Export from the admin interface

Navigate to a session's detail page and click DataDownload. Choose between CSV and JSONL, and select an export format.

Export formats

uproot offers three export formats that represent the append-only log at different levels of detail.

ultralong

One row per field change. Every time a field's value is set, a row is created:

Column Description
!storage The storage path (e.g., player/session1/ABC)
!field Field name
!time Unix timestamp of the change
!context Code location that made the change
!unavailable Whether this is a deletion marker
!data The value

This is the most detailed format and preserves the complete history. Use it for temporal analysis or debugging.

sparse

Like ultralong, but each row has the field name as a separate column header with the value placed in that column. This produces a wide but sparse table where most cells are empty.

latest

One row per storage, showing only the most recent value for each field. This is the most compact format and what you'll typically want for analysis.

Use the gvar parameter to group rows by specific fields (e.g., group by round to get one row per player per round).

Note

When using gvar with the WITHIN-ADJACENT algorithm, every field with a non-unavailable latest value is included in each snapshot—the group-by fields determine when snapshots are taken, not which other fields they carry. This means fields set before the group-by field appear in the output as expected.

Filtering

Enable the filters option to apply reasonable filters that clean up internal fields:

  • Renames _uproot_group to group
  • Renames _uproot_session to session
  • Keeps _uproot_dropout and _uproot_settings
  • Removes other internal _uproot_* fields

Why JSONL?

uproot exports structured data as JSONL (JSON Lines): one self-contained JSON object per line, separated by newlines. JSONL has significant advantages over both CSV and monolithic JSON for experiment data:

  • Streaming-friendly. Each line is independently parseable, so data can be processed as it arrives without buffering the entire file into memory.
  • Type-preserving. Unlike CSV, JSONL retains the distinction between numbers, strings, booleans, nulls, and nested structures. No more guessing whether "1" is a number or a string.
  • No quoting ambiguity. CSV quoting rules are notoriously inconsistent across tools. JSONL uses standard JSON encoding, eliminating field-delimiter conflicts.
  • Append-only by nature. Adding new records means appending lines—no need to rewrite the file or close an array bracket. This makes JSONL ideal for append-only logs.
  • Handles heterogeneous rows. Different rows can have different fields without padding every row with empty columns.

Reading JSONL in pandas

import pandas as pd

df = pd.read_json("mysession.jsonl", lines=True)

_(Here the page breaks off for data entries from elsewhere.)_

use paywatch_core::allocator::AmountAllocator;
use paywatch_core::amount::ReservationKey;
use paywatch_core::chain::{ChainRegistry, Transfer};
use paywatch_core::config::{PaymentConfig, QueueConfig, ReconcileConfig};
use paywatch_core::entities::{JobStatus, OrderStatus};
use paywatch_core::orders::{CreateOrder, OrderService};
use paywatch_core::processors::{ReconciliationPipeline, TransferOutcome};
use paywatch_core::queue::{JobOutcome, JobQueue};
use paywatch_core::store::memory::MemoryStore;
use paywatch_core::store::{AddressPool, LockStore, OrderStore};
use paywatch_core::tasks::{TASK_ORDER_CALLBACK, TASK_ORDER_EXPIRATION_CALLBACK, default_handlers};
use paywatch_core::testing::{RecordingSink, ScriptedChain};
use paywatch_sdk::objects::{ChainType, OrderStatus as SdkOrderStatus};
use rust_decimal::Decimal;
use std::sync::Arc;
use std::time::Duration;
use tokio::sync::watch;

const ADDRESS: &str = "TQn9Y2khEsLJW1ChVWFMSMeRDow5KcbLSE";
const API_TOKEN: &[u8] = b"merchant-secret";

struct Harness {
    store: Arc<MemoryStore>,
    chain: Arc<ScriptedChain>,
    sink: Arc<RecordingSink>,
    orders: Arc<OrderService<MemoryStore>>,
    pipeline: Arc<ReconciliationPipeline<MemoryStore>>,
    queue: JobQueue<MemoryStore>,
    _shutdown: watch::Sender<bool>,
}

async fn harness(window: Duration) -> Harness {
    let store = Arc::new(MemoryStore::new());
    store
        .upsert_address(ADDRESS, ChainType::Trc20, "main")
        .await
        .unwrap();

    let payment = PaymentConfig {
        window,
        ..PaymentConfig::default()
    };
    let (shutdown_tx, shutdown_rx) = watch::channel(false);
    let (allocator, _) = AmountAllocator::new(store.clone(), payment.clone()).spawn(shutdown_rx);
    let orders = Arc::new(OrderService::new(store.clone(), allocator, payment));

    let chain = Arc::new(ScriptedChain::new(ChainType::Trc20));
    let registry = Arc::new(ChainRegistry::new().with(chain.clone()));
    let sink = Arc::new(RecordingSink::answering("ok"));
    let pipeline = Arc::new(ReconciliationPipeline::new(
        store.clone(),
        registry.clone(),
        sink.clone(),
        ReconcileConfig::default(),
    ));
    let handlers = default_handlers(
        orders.clone(),
        store.clone(),
        registry,
        sink.clone(),
        Arc::from(API_TOKEN),
    );
    let queue = JobQueue::new(
        store.clone(),
        handlers,
        QueueConfig {
            backoff_unit: Duration::ZERO,
            ..QueueConfig::default()
        },
    );

    Harness {
        store,
        chain,
        sink,
        orders,
        pipeline,
        queue,
        _shutdown: shutdown_tx,
    }
}

fn create(external: &str) -> CreateOrder {
    CreateOrder {
        external_order_id: external.to_string(),
        fiat_amount: Decimal::from(100),
        chain: ChainType::Trc20,
        callback_url: Some("https://merchant.example/notify".to_string()),
        redirect_url: Some("https://merchant.example/done".to_string()),
    }
}

async fn drain(queue: &JobQueue<MemoryStore>, name: &str) -> Vec<JobOutcome> {
    let mut outcomes = Vec::new();
    while let Some(outcome) = queue.poll_once(name).await.unwrap() {
        outcomes.push(outcome);
    }
    outcomes
}

#[tokio::test]
async fn test_order_is_paid_once_and_merchant_notified() {
    let h = harness(Duration::from_secs(600)).await;
    let order = h.orders.create_order(create("merchant-1")).await.unwrap();
    assert_eq!(order.settlement().to_string(), "15.6250");
    assert_eq!(order.receiving_address, ADDRESS);

    let transfer = Transfer {
        hash: "4f1c0e".to_string(),
        from: "TXYZopYRdj2D9XRtbG411XZZ3kM5VkAeBf".to_string(),
        to: ADDRESS.to_string(),
        amount: Decimal::new(1562500, 5),
        block_timestamp_ms: i64::try_from(order.created_at.unix_timestamp_nanos() / 1_000_000).unwrap(),
        confirmations: 19,
        status: "SUCCESS".to_string(),
        contract_address: "TR7NHqjeKQxGTCi8q8ZY4pL8otSzgjLj6t".to_string(),
    };
    h.chain.push(transfer.clone()).await;

    let report = h.pipeline.run_cycle(ChainType::Trc20).await.unwrap();
    assert_eq!(report.orders_paid, 1);

    let paid = h.orders.get_order(&order.trade_id).await.unwrap().unwrap();
    assert_eq!(paid.status, OrderStatus::Paid);
    assert_eq!(paid.matched_tx_hash.as_deref(), Some("4f1c0e"));
    let key = ReservationKey::new(ADDRESS, order.settlement(), ChainType::Trc20);
    assert!(!h.store.exists(&key).await.unwrap());

    // The same transfer again, directly and through a new cycle.
    h.chain.push(transfer.clone()).await;
    let report = h.pipeline.run_cycle(ChainType::Trc20).await.unwrap();
    assert_eq!(report.orders_paid, 0);
    assert_eq!(
        h.pipeline
            .process_transfer(ChainType::Trc20, ADDRESS, &transfer)
            .await
            .unwrap(),
        TransferOutcome::NoReservation
    );

    let outcomes = drain(&h.queue, "critical").await;
    assert_eq!(outcomes.len(), 1);
    assert!(matches!(outcomes[0], JobOutcome::Completed { .. }));

    let webhooks = h.sink.webhooks().await;
    assert_eq!(webhooks.len(), 1);
    let payload = webhooks[0].1.clone().verify(API_TOKEN).unwrap();
    assert_eq!(payload.trade_id, order.trade_id);
    assert_eq!(payload.order_id, "merchant-1");
    assert_eq!(payload.status, SdkOrderStatus::Paid);
    assert_eq!(payload.actual_amount.to_string(), "15.6250");

    let notified = h.store.get_by_trade_id(&order.trade_id).await.unwrap().unwrap();
    assert!(notified.callback_acknowledged);
    assert_eq!(notified.callback_delivery_count, 1);

    assert_eq!(drain(&h.queue, "low").await.len(), 1);
    assert_eq!(h.sink.alerts().await.len(), 1);
}

#[tokio::test]
async fn test_unacknowledged_callback_is_retried_until_exhausted() {
    let h = harness(Duration::from_secs(600)).await;
    h.sink.set_answer("received").await;
    let order = h.orders.create_order(create("merchant-1")).await.unwrap();
    h.chain
        .push(Transfer {
            hash: "9a9a".to_string(),
            from: "TXYZopYRdj2D9XRtbG411XZZ3kM5VkAeBf".to_string(),
            to: ADDRESS.to_string(),
            amount: order.settlement().value(),
            block_timestamp_ms: i64::try_from(order.created_at.unix_timestamp_nanos() / 1_000_000).unwrap(),
            confirmations: 1,
            status: "SUCCESS".to_string(),
            contract_address: "TR7NHqjeKQxGTCi8q8ZY4pL8otSzgjLj6t".to_string(),
        })
        .await;
    h.pipeline.run_cycle(ChainType::Trc20).await.unwrap();

    let outcomes = drain(&h.queue, "critical").await;
    assert_eq!(outcomes.len(), 5);
    assert!(matches!(outcomes[4], JobOutcome::Failed { .. }));
    assert_eq!(h.sink.webhooks().await.len(), 5);

    let job = h
        .store
        .jobs()
        .await
        .into_iter()
        .find(|job| job.task_type == TASK_ORDER_CALLBACK)
        .unwrap();
    assert_eq!(job.status, JobStatus::Failed);
    let order = h.store.get_by_trade_id(&order.trade_id).await.unwrap().unwrap();
    assert_eq!(order.callback_delivery_count, 5);
    assert!(!order.callback_acknowledged);
}

#[tokio::test]
async fn test_unpaid_order_expires_once_and_frees_its_slot() {
    let h = harness(Duration::from_millis(200)).await;
    let order = h.orders.create_order(create("merchant-1")).await.unwrap();

    // The expiration job is not due yet.
    assert!(drain(&h.queue, "default").await.is_empty());
    tokio::time::sleep(Duration::from_millis(300)).await;

    let outcomes = drain(&h.queue, "default").await;
    assert_eq!(outcomes.len(), 1);
    let expired = h.store.get_by_trade_id(&order.trade_id).await.unwrap().unwrap();
    assert_eq!(expired.status, OrderStatus::Expired);
    assert!(!h.orders.expire_order(&order.trade_id).await.unwrap());

    let callbacks = drain(&h.queue, "critical").await;
    assert_eq!(callbacks.len(), 1);
    let webhooks = h.sink.webhooks().await;
    assert_eq!(webhooks.len(), 1);
    assert_eq!(
        webhooks[0].1.clone().verify(API_TOKEN).unwrap().status,
        SdkOrderStatus::Expired
    );
    assert!(
        h.store
            .jobs()
            .await
            .iter()
            .any(|job| job.task_type == TASK_ORDER_EXPIRATION_CALLBACK
                && job.status == JobStatus::Completed)
    );

    let next = h.orders.create_order(create("merchant-2")).await.unwrap();
    assert_eq!(next.settlement(), order.settlement());
}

The lines=True parameter tells pandas to parse one JSON object per line rather than expecting a single JSON array.

Reading JSONL in R

library(jsonlite)

df <- stream_in(file("mysession.jsonl"))

stream_in() reads JSONL natively and returns a data frame. For large files, it processes the file in chunks without loading everything into memory at once.

Page times

Page times track when each player entered and left each page. Export as CSV from the session detail page or via the API:

uproot api session/mysession/page-times

The CSV contains:

Column Description
sname Session name
uname Player name
show_page Page index
page_name Page class name
entered Unix timestamp when the player entered the page
left Unix timestamp when the player left the page
context Round/context information

Database dumps

For a complete backup of all data, use the dump/restore commands:

# Dump the entire database to a file
uv run uproot dump --file backup.bin

# Restore from a dump
uv run uproot restore --file backup.bin

You can also download a dump from the admin interface at /admin/dump/.

Note

Database dumps contain all sessions and all data. Use the CSV/JSONL export endpoints for per-session exports.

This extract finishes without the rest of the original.